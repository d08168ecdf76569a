//! Provider health tracking
//!
//! One circuit breaker per provider. Failures that indicate a sick backend
//! (429, 5xx, timeouts, transport errors) trip the circuit after a run of
//! consecutive occurrences; recovery goes through a half-open phase that
//! admits a bounded number of probe requests. Client-originated 4xx never
//! open the circuit.
//!
//! Records live in the tracker keyed by provider id and survive registry
//! reloads, so a provider's health history is not erased by a config edit.

pub mod breaker;
pub mod classify;
pub mod probe;
pub mod tracker;

pub use breaker::{Admission, BreakerConfig, CircuitState, HealthRecord};
pub use classify::Outcome;
pub use probe::{spawn_probe_task, ProbeTarget};
pub use tracker::HealthTracker;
══════════════════════════════
# [How to complete this task]
Now output the listing above, exactly as it appears.

# [Exercise result]
repository d08168ecdf76569a
//! Provider health tracking
//!
//! One circuit breaker per provider. Failures that indicate a sick backend
//! (429, 5xx, timeouts, transport errors) trip the circuit after a run of
//! consecutive occurrences; recovery goes through a half-open phase that
//! admits a bounded number of probe requests. Client-originated 4xx never
//! open the circuit.
//!
//! Records live in the tracker keyed by provider id and survive registry
//! reloads, so a provider's health history is not erased by a config edit.

pub mod breaker;
pub mod classify;
pub mod probe;
pub mod tracker;

pub use breaker::{Admission, BreakerConfig, CircuitState, HealthRecord};
pub use classify::Outcome;
pub use probe::{spawn_probe_task, ProbeTarget};
pub use tracker::HealthTracker;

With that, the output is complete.